Выбрать главу

Он начинает понимать, что у него "руки рисовальщика", что это его призвание. Рисование захватывает его само по себе. Его начинает обуревать чисто художническая страсть к наблюдению натуры и наслаждению процессом работы и материалами. Окружающий мир его воодушевляет - ведь такого в искусстве никто еще не воссоздал: "неизвестных типов" - шахтеров, которых он определяет как "людей из пропасти", "de profundis"; истощенных, преждевременно состарившихся работниц, при виде которых сжимается его сердце, пылающее состраданием к людям; эти невиданные пейзажи горняцкого края, с причудливыми контурами надшахтных строений и подъемников, дающие представление о драме нечеловеческого труда, происходящей под землей, "во тьме". В наброске, изображающем минеров, он показывает эти "неясные тени, скользящие в полутьме" на фоне индустриального пейзажа, таинственного и загадочно непостижимого в своей новизне. Этот же набросок он, чуть изменив композицию, рисует в большем размере ("Минеры", F831, Оттерло, Гос. музей Крёллер-Мюллер 29). Однако главной своей задачей он считает учебу. С присланных Терстехом "Упражнений углем" Барга он делает этюды обнаженной натуры. Благоговейно копирует по фотографиям офорты с картин Милле "Анжелюс" (F834, музей Крёллер-Мюллер), "Сеятель" (F830, Амстердам, Гос. музей Винсента Ван Гога 30), а также листы из серии "Полевых работ".

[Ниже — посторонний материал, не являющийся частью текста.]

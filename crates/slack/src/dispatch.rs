use std::collections::HashMap;
use std::sync::Arc;

use serde_json::Value;

use crate::adapter::AdapterError;
use crate::envelope::CallbackEventType;

/// A callback event accepted by the adapter, handed to listeners as-is.
#[derive(Clone, Debug, PartialEq)]
pub struct CallbackEvent {
    pub event_type: CallbackEventType,
    /// The nested `event` object exactly as Slack delivered it.
    pub payload: Value,
    /// Set when Slack marked the delivery as a retry.
    pub retry: bool,
}

pub trait EventListener: Send + Sync {
    fn on_event(&self, event: &CallbackEvent);
}

/// Notified once for every rejected request, before the response is shaped.
pub trait ErrorListener: Send + Sync {
    fn on_error(&self, error: &AdapterError);
}

/// Explicit event-type → listener mapping. Listeners run synchronously in
/// registration order; an event type nobody registered for is a no-op.
#[derive(Default)]
pub struct EventRegistry {
    listeners: HashMap<CallbackEventType, Vec<Arc<dyn EventListener>>>,
    error_listeners: Vec<Arc<dyn ErrorListener>>,
}

impl EventRegistry {
    pub fn new() -> Self {
        Self::default()
    }

    pub fn register<L>(&mut self, event_type: CallbackEventType, listener: L)
    where
        L: EventListener + 'static,
    {
        self.listeners.entry(event_type).or_default().push(Arc::new(listener));
    }

    pub fn register_error<L>(&mut self, listener: L)
    where
        L: ErrorListener + 'static,
    {
        self.error_listeners.push(Arc::new(listener));
    }

    /// Invokes every listener registered for the event's type, in
    /// registration order. Returns how many ran.
    pub fn notify(&self, event: &CallbackEvent) -> usize {
        let Some(listeners) = self.listeners.get(&event.event_type) else {
            return 0;
        };

        for listener in listeners {
            listener.on_event(event);
        }
        listeners.len()
    }

    pub fn notify_error(&self, error: &AdapterError) {
        for listener in &self.error_listeners {
            listener.on_error(error);
        }
    }

    pub fn listener_count(&self) -> usize {
        self.listeners.values().map(Vec::len).sum::<usize>() + self.error_listeners.len()
    }
}

#[cfg(test)]
mod tests {
    use std::sync::{Arc, Mutex};

    use serde_json::json;

    use super::{CallbackEvent, ErrorListener, EventListener, EventRegistry};
    use crate::adapter::AdapterError;
    use crate::envelope::CallbackEventType;

    struct Recorder {
        label: &'static str,
        log: Arc<Mutex<Vec<String>>>,
    }

    impl EventListener for Recorder {
        fn on_event(&self, event: &CallbackEvent) {
            self.log
                .lock()
                .expect("log lock")
                .push(format!("{}:{}", self.label, event.event_type));
        }
    }

    struct ErrorRecorder {
        log: Arc<Mutex<Vec<String>>>,
    }

    impl ErrorListener for ErrorRecorder {
        fn on_error(&self, error: &AdapterError) {
            self.log.lock().expect("log lock").push(error.to_string());
        }
    }

    fn message_event() -> CallbackEvent {
        CallbackEvent {
            event_type: CallbackEventType::Message,
            payload: json!({"type": "message", "text": "hi"}),
            retry: false,
        }
    }

    #[test]
    fn listeners_run_in_registration_order() {
        let log = Arc::new(Mutex::new(Vec::new()));
        let mut registry = EventRegistry::new();
        registry.register(CallbackEventType::Message, Recorder { label: "first", log: log.clone() });
        registry
            .register(CallbackEventType::Message, Recorder { label: "second", log: log.clone() });

        let notified = registry.notify(&message_event());

        assert_eq!(notified, 2);
        assert_eq!(*log.lock().expect("log lock"), vec!["first:message", "second:message"]);
    }

    #[test]
    fn unregistered_event_types_are_a_no_op() {
        let log = Arc::new(Mutex::new(Vec::new()));
        let mut registry = EventRegistry::new();
        registry.register(CallbackEventType::AppMention, Recorder { label: "a", log: log.clone() });

        let notified = registry.notify(&message_event());

        assert_eq!(notified, 0);
        assert!(log.lock().expect("log lock").is_empty());
    }

    #[test]
    fn error_listeners_see_every_rejection() {
        let log = Arc::new(Mutex::new(Vec::new()));
        let mut registry = EventRegistry::new();
        registry.register_error(ErrorRecorder { log: log.clone() });

        registry.notify_error(&AdapterError::MissingEventType);

        assert_eq!(log.lock().expect("log lock").len(), 1);
    }

    #[test]
    fn listener_count_spans_event_and_error_listeners() {
        let log = Arc::new(Mutex::new(Vec::new()));
        let mut registry = EventRegistry::new();
        registry.register(CallbackEventType::Message, Recorder { label: "a", log: log.clone() });
        registry.register(CallbackEventType::TeamJoin, Recorder { label: "b", log: log.clone() });
        registry.register_error(ErrorRecorder { log });

        assert_eq!(registry.listener_count(), 3);
    }
}
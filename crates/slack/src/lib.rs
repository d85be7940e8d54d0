//! Slack Events API webhook adapter for Lambda-style HTTP events.
//!
//! One inbound request, one shaped response. The adapter authenticates the
//! request (timestamp freshness plus HMAC-SHA256 signature), distinguishes
//! the three payload shapes Slack delivers (URL-verification challenge,
//! rate-limit notice, event callback), and hands accepted callback events to
//! registered listeners.
//!
//! Rejections deliberately answer `200` in most cases — Slack treats any
//! other status as a delivery failure and retries — except the two security
//! rejections (stale timestamp, bad signature), which answer `403`.
//!
//! # Key Types
//!
//! - `EventsAdapter` - the request state machine
//! - `EventRegistry` - event-type → ordered listener mapping
//! - `SignatureVerifier` - request authentication
//! - `LambdaHttpEvent` / `LambdaHttpResponse` - the transport shapes

pub mod adapter;
pub mod dispatch;
pub mod envelope;
pub mod http;
pub mod signature;

pub use adapter::{
    AdapterError, EventsAdapter, RETRY_NUM_HEADER, SIGNATURE_HEADER, TIMESTAMP_HEADER,
};
pub use dispatch::{CallbackEvent, ErrorListener, EventListener, EventRegistry};
pub use envelope::{CallbackEventType, EventEnvelope};
pub use http::{LambdaHttpEvent, LambdaHttpResponse, POWERED_BY_HEADER};
pub use signature::{SignatureVerifier, TIMESTAMP_TOLERANCE_SECS};
//! PagerDuty notify action for error-tracking rules.
//!
//! When an alerting rule matches an error group, the host schedules one
//! deferred work unit per distinct PagerDuty integration (keyed
//! `pagerduty:{integration_id}`) and invokes [`NotifyAction::notify`] with a
//! snapshot of the group and triggering event. The action resolves the stored
//! integration credential, builds an Events API v2 "trigger" payload, and
//! submits it.
//!
//! Delivery failures never propagate: a removed integration silently
//! deactivates the rule, and upstream API errors are logged and swallowed so
//! other rule actions keep evaluating.
//!
//! # Key Types
//!
//! - `NotifyAction` - the per-rule work unit
//! - `IntegrationStore` - lookup seam for stored integration credentials
//! - `AlertTransport` / `EventsClient` - Events API v2 delivery
//! - `build_trigger_payload` - pure payload construction

pub mod action;
pub mod actor;
pub mod client;
pub mod payload;
pub mod severity;
pub mod snapshot;

pub use action::{
    Integration, IntegrationStore, IntegrationStoreError, NotifyAction, NotifyOutcome,
    RuleSettings,
};
pub use actor::Actor;
pub use client::{AlertTransport, EventsApiError, EventsApiResponse, EventsClient};
pub use payload::{
    build_trigger_payload, dedup_key, PayloadContext, StandardTagResolver, TagLabelResolver,
    TriggerPayload,
};
pub use severity::{GroupStatus, Severity};
pub use snapshot::{ErrorGroup, EventMetadata, EventSnapshot, NotifyRule, ProjectRef};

"Я исступленно работаю", - сообщает он брату. И это возвращает его к жизни. "...Не могу тебе передать, каким счастливым я чувствую себя с тех пор, как снова занялся рисованием. Оно давно уже привлекало меня, но я всегда считал рисование чем-то невозможным и недостижимым для меня. Теперь же, полностью сознавая и свою слабость, и свою мучительную зависимость от многих вещей, я тем не менее вновь обрел душевное спокойствие, и прежняя энергия с каждым днем возвращается ко мне" (136, 61), - написал он Тео в сентябре 1880 года, который считается датой его рождения как художника.

Правда, работ от этого периода сохранилось очень мало. В одном из писем Эжену Бошу, портрет которого Ван Гог написал позднее в Арле, он мимоходом сообщает, что все, сделанное в Боринаже, было им уничтожено 31. Кроме названных рисунков к бельгийскому периоду относят еще два - "Дом минера" и "Дом Марго", называемый также "Дом колдуньи" 32.

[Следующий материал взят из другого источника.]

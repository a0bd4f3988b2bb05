//! A reactor running on a single-threaded tokio runtime.
//!
//! # Design
//! `LocalReactor` pairs a current-thread runtime with a `LocalSet`. Every
//! accepted submission becomes one local task that resolves, connects,
//! writes the request and reads the response under the connection timeout,
//! then completes its `ResponseContext`. Tasks and handlers only run inside
//! `run()`, on the calling thread, so handlers need not be `Send`.
//!
//! Connections are one-shot: opened lazily when the request is submitted and
//! closed when the exchange ends. With no pool to return them to, release on
//! completion is implied. Dropping the reactor drops unfinished tasks and
//! their contexts without running any handler.

use std::cell::Cell;
use std::io;
use std::rc::{Rc, Weak};
use std::time::Duration;

use bytes::{Bytes, BytesMut};
use tokio::io::{AsyncReadExt, AsyncWriteExt};
use tokio::net::{lookup_host, TcpStream};
use tokio::runtime::Runtime;
use tokio::sync::Notify;
use tokio::task::LocalSet;
use tracing::{debug, trace};

use crate::context::ResponseContext;
use crate::error::TransportError;
use crate::http::{self, ChunkedDecoder, Framing, OutgoingRequest, RawResponse};
use crate::reactor::{Reactor, Rejected};
use crate::request::Method;

const DEFAULT_MAX_CONNECTIONS: usize = 1024;
const DEFAULT_MAX_RESPONSE_BYTES: usize = 16 * 1024 * 1024;
const READ_CHUNK: usize = 8 * 1024;

/// Limits and defaults applied by a `LocalReactor`.
#[derive(Debug, Clone, PartialEq, Eq)]
pub struct ReactorConfig {
    max_connections: usize,
    default_timeout: Option<Duration>,
    max_response_bytes: usize,
}

impl Default for ReactorConfig {
    fn default() -> Self {
        Self {
            max_connections: DEFAULT_MAX_CONNECTIONS,
            default_timeout: None,
            max_response_bytes: DEFAULT_MAX_RESPONSE_BYTES,
        }
    }
}

impl ReactorConfig {
    /// Upper bound on connections alive at once; creation fails beyond it.
    pub fn with_max_connections(mut self, max: usize) -> Self {
        self.max_connections = max;
        self
    }

    /// Timeout for requests configured with a timeout of 0.
    pub fn with_default_timeout(mut self, timeout: Option<Duration>) -> Self {
        self.default_timeout = timeout;
        self
    }

    pub fn with_max_response_bytes(mut self, max: usize) -> Self {
        self.max_response_bytes = max;
        self
    }

    pub fn max_connections(&self) -> usize {
        self.max_connections
    }

    pub fn default_timeout(&self) -> Option<Duration> {
        self.default_timeout
    }

    pub fn max_response_bytes(&self) -> usize {
        self.max_response_bytes
    }
}

/// Cheaply clonable handle to a single-threaded event loop.
#[derive(Clone)]
pub struct LocalReactor {
    inner: Rc<Inner>,
}

// `tasks` is declared first so unfinished tasks drop before the runtime.
struct Inner {
    tasks: LocalSet,
    runtime: Runtime,
    config: ReactorConfig,
    open: Cell<usize>,
    pending: Cell<usize>,
    idle: Notify,
    next_connection: Cell<u64>,
}

impl LocalReactor {
    pub fn new(config: ReactorConfig) -> io::Result<Self> {
        let runtime = tokio::runtime::Builder::new_current_thread()
            .enable_all()
            .build()?;
        Ok(Self {
            inner: Rc::new(Inner {
                tasks: LocalSet::new(),
                runtime,
                config,
                open: Cell::new(0),
                pending: Cell::new(0),
                idle: Notify::new(),
                next_connection: Cell::new(1),
            }),
        })
    }

    pub fn config(&self) -> &ReactorConfig {
        &self.inner.config
    }

    /// Submissions accepted but not yet completed.
    pub fn pending(&self) -> usize {
        self.inner.pending.get()
    }

    /// Connections created and not yet released.
    pub fn open_connections(&self) -> usize {
        self.inner.open.get()
    }

    /// Drive the loop until every pending submission has completed,
    /// including submissions made by handlers while running.
    ///
    /// Must not be called from inside a completion handler.
    pub fn run(&self) {
        let inner = &self.inner;
        inner.tasks.block_on(&inner.runtime, async {
            while inner.pending.get() > 0 {
                inner.idle.notified().await;
            }
        });
    }
}

/// A connection handle owned by a `LocalReactor`.
pub struct Connection {
    id: u64,
    host: String,
    port: u16,
    timeout: Option<Duration>,
    release_on_completion: bool,
    owner: Weak<Inner>,
}

impl Connection {
    pub fn id(&self) -> u64 {
        self.id
    }

    pub fn timeout(&self) -> Option<Duration> {
        self.timeout
    }
}

impl Drop for Connection {
    fn drop(&mut self) {
        if let Some(owner) = self.owner.upgrade() {
            owner.open.set(owner.open.get().saturating_sub(1));
            trace!(connection = self.id, "connection released");
        }
    }
}

/// Marks one submission as pending for as long as its task lives.
struct PendingGuard {
    owner: Weak<Inner>,
}

impl Drop for PendingGuard {
    fn drop(&mut self) {
        if let Some(owner) = self.owner.upgrade() {
            owner.pending.set(owner.pending.get().saturating_sub(1));
            if owner.pending.get() == 0 {
                owner.idle.notify_one();
            }
        }
    }
}

impl Reactor for LocalReactor {
    type Connection = Connection;

    fn create_connection(&self, host: &str, port: u16) -> Result<Connection, TransportError> {
        if host.is_empty() || port == 0 {
            return Err(TransportError::InvalidAddress {
                host: host.to_string(),
                port,
            });
        }
        let limit = self.inner.config.max_connections;
        if self.inner.open.get() >= limit {
            return Err(TransportError::ConnectionLimit { limit });
        }

        let id = self.inner.next_connection.get();
        self.inner.next_connection.set(id + 1);
        self.inner.open.set(self.inner.open.get() + 1);
        trace!(connection = id, host, port, "connection created");

        Ok(Connection {
            id,
            host: host.to_string(),
            port,
            timeout: self.inner.config.default_timeout,
            release_on_completion: false,
            owner: Rc::downgrade(&self.inner),
        })
    }

    fn set_timeout(&self, connection: &mut Connection, timeout: Option<Duration>) {
        connection.timeout = timeout.or(self.inner.config.default_timeout);
    }

    fn release_on_completion(&self, connection: &mut Connection) {
        connection.release_on_completion = true;
    }

    fn submit(
        &self,
        connection: Connection,
        request: OutgoingRequest,
        context: ResponseContext,
    ) -> Result<(), Rejected<Connection>> {
        if let Err(error) = request.validate() {
            return Err(Rejected {
                connection,
                context,
                error,
            });
        }

        self.inner.pending.set(self.inner.pending.get() + 1);
        let guard = PendingGuard {
            owner: Rc::downgrade(&self.inner),
        };
        let limit = self.inner.config.max_response_bytes;

        self.inner.tasks.spawn_local(async move {
            let _guard = guard;
            let mut context = context;
            match exchange(&connection, &request, limit).await {
                Ok(response) => context.complete(Some(response)),
                Err(error) => {
                    context.record_error(error);
                    context.complete(None);
                }
            }
            trace!(
                connection = connection.id,
                release_on_completion = connection.release_on_completion,
                "exchange finished"
            );
        });
        Ok(())
    }

    fn discard(&self, connection: Connection) {
        debug!(connection = connection.id, "discarding unused connection");
    }
}

async fn exchange(
    connection: &Connection,
    request: &OutgoingRequest,
    limit: usize,
) -> Result<RawResponse, TransportError> {
    let round_trip = round_trip(connection, request, limit);
    match connection.timeout {
        Some(timeout) => tokio::time::timeout(timeout, round_trip)
            .await
            .map_err(|_| TransportError::Timeout)?,
        None => round_trip.await,
    }
}

async fn round_trip(
    connection: &Connection,
    request: &OutgoingRequest,
    limit: usize,
) -> Result<RawResponse, TransportError> {
    let resolve_error = |source| TransportError::Resolve {
        host: connection.host.clone(),
        source,
    };
    let addrs = lookup_host((connection.host.as_str(), connection.port))
        .await
        .map_err(resolve_error)?;

    let mut stream = None;
    let mut last_error = None;
    for addr in addrs {
        match TcpStream::connect(addr).await {
            Ok(s) => {
                stream = Some(s);
                break;
            }
            Err(err) => last_error = Some(err),
        }
    }
    let mut stream = match (stream, last_error) {
        (Some(stream), _) => stream,
        (None, Some(err)) => return Err(TransportError::Connect(err)),
        (None, None) => {
            return Err(resolve_error(io::Error::new(
                io::ErrorKind::NotFound,
                "no addresses found",
            )))
        }
    };
    trace!(connection = connection.id, "connected");

    stream.write_all(&request.encode()).await?;
    read_response(&mut stream, request.method, limit).await
}

async fn read_response(
    stream: &mut TcpStream,
    method: Method,
    limit: usize,
) -> Result<RawResponse, TransportError> {
    let mut buf = BytesMut::with_capacity(READ_CHUNK);

    let head = loop {
        if let Some(head) = http::parse_head(&buf, method)? {
            break head;
        }
        if buf.len() > limit {
            return Err(TransportError::ResponseTooLarge { limit });
        }
        if fill(stream, &mut buf).await? == 0 {
            return Err(TransportError::ConnectionClosed);
        }
    };
    let _ = buf.split_to(head.len);

    let body = match head.framing {
        Framing::Empty => Bytes::new(),
        Framing::Length(len) => {
            if len > limit {
                return Err(TransportError::ResponseTooLarge { limit });
            }
            while buf.len() < len {
                if fill(stream, &mut buf).await? == 0 {
                    return Err(TransportError::ConnectionClosed);
                }
            }
            buf.split_to(len).freeze()
        }
        Framing::Chunked => {
            let mut decoder = ChunkedDecoder::new(limit);
            loop {
                if let Some(body) = decoder.decode(&mut buf)? {
                    break body;
                }
                if buf.len() > limit {
                    return Err(TransportError::ResponseTooLarge { limit });
                }
                if fill(stream, &mut buf).await? == 0 {
                    return Err(TransportError::ConnectionClosed);
                }
            }
        }
        Framing::UntilClose => loop {
            if buf.len() > limit {
                return Err(TransportError::ResponseTooLarge { limit });
            }
            if fill(stream, &mut buf).await? == 0 {
                break buf.freeze();
            }
        },
    };

    Ok(RawResponse {
        status: head.status,
        headers: head.headers,
        body,
    })
}

async fn fill(stream: &mut TcpStream, buf: &mut BytesMut) -> io::Result<usize> {
    buf.reserve(READ_CHUNK);
    stream.read_buf(buf).await
}

#[cfg(test)]
mod tests {
    use super::*;

    #[test]
    fn config_builders() {
        let config = ReactorConfig::default()
            .with_max_connections(2)
            .with_default_timeout(Some(Duration::from_secs(5)))
            .with_max_response_bytes(10);
        assert_eq!(config.max_connections(), 2);
        assert_eq!(config.default_timeout(), Some(Duration::from_secs(5)));
        assert_eq!(config.max_response_bytes(), 10);
    }

    #[test]
    fn create_connection_rejects_bad_address() {
        let reactor = LocalReactor::new(ReactorConfig::default()).unwrap();
        assert!(matches!(
            reactor.create_connection("", 80),
            Err(TransportError::InvalidAddress { .. })
        ));
        assert!(matches!(
            reactor.create_connection("localhost", 0),
            Err(TransportError::InvalidAddress { .. })
        ));
        assert_eq!(reactor.open_connections(), 0);
    }

    #[test]
    fn connection_limit_is_enforced() {
        let reactor = LocalReactor::new(ReactorConfig::default().with_max_connections(1)).unwrap();
        let first = reactor.create_connection("localhost", 80).unwrap();
        assert!(matches!(
            reactor.create_connection("localhost", 80),
            Err(TransportError::ConnectionLimit { limit: 1 })
        ));
        reactor.discard(first);
        assert_eq!(reactor.open_connections(), 0);
        assert!(reactor.create_connection("localhost", 80).is_ok());
    }

    #[test]
    fn zero_timeout_falls_back_to_default() {
        let default = Some(Duration::from_secs(9));
        let reactor =
            LocalReactor::new(ReactorConfig::default().with_default_timeout(default)).unwrap();
        let mut conn = reactor.create_connection("localhost", 80).unwrap();
        reactor.set_timeout(&mut conn, None);
        assert_eq!(conn.timeout(), default);
        reactor.set_timeout(&mut conn, Some(Duration::from_secs(1)));
        assert_eq!(conn.timeout(), Some(Duration::from_secs(1)));
    }

    #[test]
    fn connection_without_release_is_freed_when_exchange_ends() {
        let port = {
            let listener = std::net::TcpListener::bind("127.0.0.1:0").unwrap();
            listener.local_addr().unwrap().port()
        };
        let reactor = LocalReactor::new(ReactorConfig::default().with_max_connections(1)).unwrap();

        for _ in 0..3 {
            let request = crate::Request::builder().remote("127.0.0.1", port).build();
            let outgoing = OutgoingRequest::from_request(&request);
            let conn = reactor.create_connection("127.0.0.1", port).unwrap();
            reactor
                .submit(conn, outgoing, ResponseContext::new(request))
                .unwrap();
            reactor.run();

            assert_eq!(reactor.pending(), 0);
            assert_eq!(reactor.open_connections(), 0);
        }
    }

    #[test]
    fn run_returns_immediately_when_idle() {
        let reactor = LocalReactor::new(ReactorConfig::default()).unwrap();
        reactor.run();
        assert_eq!(reactor.pending(), 0);
    }
}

Исследователи ранних рисунков Ван Гога считают, что начиная с 1876 года его работы не только отличаются многообразием приемов, но их изменения говорят о медленном, подспудном формировании индивидуального стиля. Склонность к деформации, необходимой, чтобы адекватно выразить отношение к предмету изображения, выбранного потому, что "он его любит, он ему близок и понятен", характерная для всего творчества Ван Гога, проявляется уже и в его юношеских работах 33. И именно эта особенность Ван Гога, как замечает А. Шиманска, сразу же вызвала оппозицию по отношению к его работам. На основании этих наблюдений, а также рисунков, например кафе "Au Charbonage", сделанного в Лакене в ноябре 1878 года, исследовательница считает, в отличие от большинства авторов, что начало творчества Ван Гога относится не к Боринажу, а к более раннему времени 34. Однако с ней все же нельзя согласиться, так как для Ван Гога-художника решающим моментом был именно тот психологический и духовный рубеж, который знаменовали события в Боринаже.

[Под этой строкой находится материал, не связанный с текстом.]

//! Single-flight asynchronous HTTP client core.
//!
//! # Overview
//! A caller describes a request with [`Request::builder`], hands it to
//! [`submit`] (or a [`Dispatcher`]) together with a [`Reactor`], and later
//! receives exactly one [`Completion`] on the reactor's thread.
//!
//! # Design
//! - `Request` is frozen once built; ownership moves into `submit`.
//! - `ResponseContext` owns the in-flight request. It is move-only and is
//!   consumed by the single completion or release path.
//! - Synchronous failures return `SubmitError` and never run the handler;
//!   asynchronous failures arrive as a `Completion` with an explicit `Outcome`.
//! - `Reactor` is the seam to the event loop. `LocalReactor` implements it
//!   on a single-threaded tokio runtime; tests can plug in their own.
//! - No pooling, pipelining, retries or cancellation: one request, one
//!   connection, one callback.

pub mod completion;
pub mod context;
pub mod dispatch;
pub mod error;
pub mod http;
pub mod local;
pub mod reactor;
pub mod request;

pub use completion::{Completion, Outcome};
pub use context::{Phase, ResponseContext};
pub use dispatch::{submit, Dispatcher};
pub use error::{SubmitError, TransportError, UnknownMethod};
pub use http::{OutgoingRequest, RawResponse};
pub use local::{LocalReactor, ReactorConfig};
pub use reactor::{Reactor, Rejected};
pub use request::{CompletionHandler, Headers, Method, Request, RequestBuilder, DEFAULT_CONTENT_TYPE};
//! `#[repr(C)]` types for the FFI boundary.
//!
//! # Design
//! Reactors and request builders cross the boundary as opaque boxed handles.
//! Enums carry explicit discriminants. The completion passed to a C handler
//! borrows the response body, so it is only valid during the call.

use std::os::raw::c_void;

use flight_core::{Completion, LocalReactor, Method, Outcome, RequestBuilder};

/// Opaque handle to a single-threaded reactor.
pub struct FfiReactor {
    pub(crate) inner: LocalReactor,
}

/// Opaque handle to a request that has not been submitted yet.
pub struct FfiRequest {
    pub(crate) builder: RequestBuilder,
}

/// Status codes returned by every fallible entry point.
#[repr(C)]
#[derive(Debug, Clone, Copy, PartialEq, Eq)]
pub enum FfiCode {
    Ok = 0,
    NullArg = 1,
    InvalidArg = 2,
    ConnectFailed = 3,
    Rejected = 4,
    Panic = 5,
}

/// HTTP method as a C enum.
#[repr(C)]
#[derive(Debug, Clone, Copy, PartialEq, Eq)]
pub enum FfiMethod {
    Get = 0,
    Post = 1,
    Head = 2,
    Put = 3,
    Delete = 4,
    Options = 5,
    Trace = 6,
    Connect = 7,
    Patch = 8,
}

impl From<FfiMethod> for Method {
    fn from(m: FfiMethod) -> Self {
        match m {
            FfiMethod::Get => Method::Get,
            FfiMethod::Post => Method::Post,
            FfiMethod::Head => Method::Head,
            FfiMethod::Put => Method::Put,
            FfiMethod::Delete => Method::Delete,
            FfiMethod::Options => Method::Options,
            FfiMethod::Trace => Method::Trace,
            FfiMethod::Connect => Method::Connect,
            FfiMethod::Patch => Method::Patch,
        }
    }
}

/// Terminal state reported to a C handler.
#[repr(C)]
#[derive(Debug, Clone, Copy, PartialEq, Eq)]
pub enum FfiOutcome {
    Succeeded = 0,
    Failed = 1,
    TimedOut = 2,
}

/// Completion data borrowed for the duration of one handler call.
///
/// `http_status` is 0 when no response arrived. `body` is null when
/// `body_len` is 0.
#[repr(C)]
pub struct FfiCompletion {
    pub outcome: FfiOutcome,
    pub http_status: u16,
    pub body: *const u8,
    pub body_len: usize,
}

impl FfiCompletion {
    /// Borrow `completion` as C-compatible data.
    pub(crate) fn borrow(completion: &Completion) -> Self {
        let outcome = match completion.outcome() {
            Outcome::Succeeded { .. } => FfiOutcome::Succeeded,
            Outcome::Failed(_) => FfiOutcome::Failed,
            Outcome::TimedOut => FfiOutcome::TimedOut,
        };
        let body = completion.body();
        Self {
            outcome,
            http_status: completion.status().unwrap_or(0),
            body: if body.is_empty() {
                std::ptr::null()
            } else {
                body.as_ptr()
            },
            body_len: body.len(),
        }
    }
}

/// C completion handler: `(user_data, completion)`.
pub type FfiCompletionFn =
    Option<unsafe extern "C" fn(user_data: *mut c_void, completion: *const FfiCompletion)>;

Именно потому большинство авторов придает такое значение кризису, пережитому им в Боринаже: его особый характер определил весь последующий путь Ван Гога - путь исчерпывающего претворения жизни человека в творчество художника.

Мучительный, трагический процесс десоциализации, приведший Ван Гога в искусство, бросает свет на особую социально-психологическую природу его творчества. Разрыв связей с обществом, неприятие его "табу" и норм, положившие конец любым его попыткам обрести какой-либо социальный статус, стать "персоной", обладающей приемлемой личиной, вводящей его в механизм социально-общественной жизни, явились условием осознания себя как творческой личности. Ведь выбрав этот разрыв со своим кругом, со своим прошлым, со своими надеждами на будущее, он выбрал победу духа над насилием, веры - над догмой, истины - над предрассудками и условностями.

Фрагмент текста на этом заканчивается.